• _Supplied records_
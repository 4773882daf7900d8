//! A single node in a [`Manifest`](super::Manifest): a file, directory, symlink, or mask.

use std::cmp::Ordering;

use crate::digest::Digest;

/// The closed set of kinds a manifest [`Entry`] may take.
#[derive(Clone, Copy, Debug, Eq, Hash, PartialEq)]
pub enum EntryKind {
    /// A regular file or symbolic link.
    Blob,
    /// A directory.
    Tree,
    /// An explicit deletion recorded when one layer overlays another.
    ///
    /// A mask carries no digest content of its own, but it still participates in tree hashing so
    /// that a directory's digest reflects the masks it contains.
    Mask,
}

impl EntryKind {
    /// The single-byte tag used when serializing this kind into a tree's canonical form.
    pub(crate) fn tag(self) -> u8 {
        match self {
            EntryKind::Blob => b'b',
            EntryKind::Tree => b't',
            EntryKind::Mask => b'm',
        }
    }

    /// Orders blobs and masks (leaves) before trees, as required by the sort rule: within one
    /// tree, children are ordered with blobs before trees, and a mask is structurally a leaf with
    /// no descendants of its own.
    fn sort_rank(self) -> u8 {
        match self {
            EntryKind::Blob | EntryKind::Mask => 0,
            EntryKind::Tree => 1,
        }
    }
}

/// One entry in a manifest: a name, the kind of node it is, its mode bits, and (for blobs and
/// trees) the digest of its content.
#[derive(Clone, Debug, PartialEq)]
pub struct Entry {
    /// The path component within its parent tree. Never contains `/`.
    pub name: String,
    /// What sort of node this entry represents.
    pub kind: EntryKind,
    /// POSIX-style permission and file-type bits.
    ///
    /// Only the permission and file-type bits are canonical; timestamps, ownership, and extended
    /// attributes are not captured here so that identical content yields identical digests across
    /// machines.
    pub mode: u32,
    /// The digest of this entry's content.
    ///
    /// For a blob this is the hash of the file bytes (or, for a symlink, the UTF-8 bytes of its
    /// target). For a tree this is the hash of its canonical child list. `None` for masks, which
    /// carry no content.
    pub digest: Option<Digest>,
    /// The size of the entry's content in bytes, if known. `None` for trees and masks.
    pub size: Option<u64>,
}

impl Entry {
    /// Returns `true` if this entry's mode bits have the symlink type bit set.
    pub fn is_symlink(&self) -> bool {
        self.mode & 0o170000 == 0o120000
    }

    /// Returns `true` if this entry's mode bits mark it as executable by its owner.
    pub fn is_executable(&self) -> bool {
        self.mode & 0o100 != 0
    }

    /// Orders entries the way a single tree's children are ordered for hashing and for
    /// [`walk()`](super::Manifest::walk): blobs and masks before trees, then lexicographically
    /// by name within a kind.
    pub(crate) fn canonical_cmp(&self, other: &Entry) -> Ordering {
        self.kind
            .sort_rank()
            .cmp(&other.kind.sort_rank())
            .then_with(|| self.name.cmp(&other.name))
    }
}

• _About this task_
Some lines above contain the word "bytes". Copy each of them.

• _Task answer_
    /// For a blob this is the hash of the file bytes (or, for a symlink, the UTF-8 bytes of its
    /// The size of the entry's content in bytes, if known. `None` for trees and masks.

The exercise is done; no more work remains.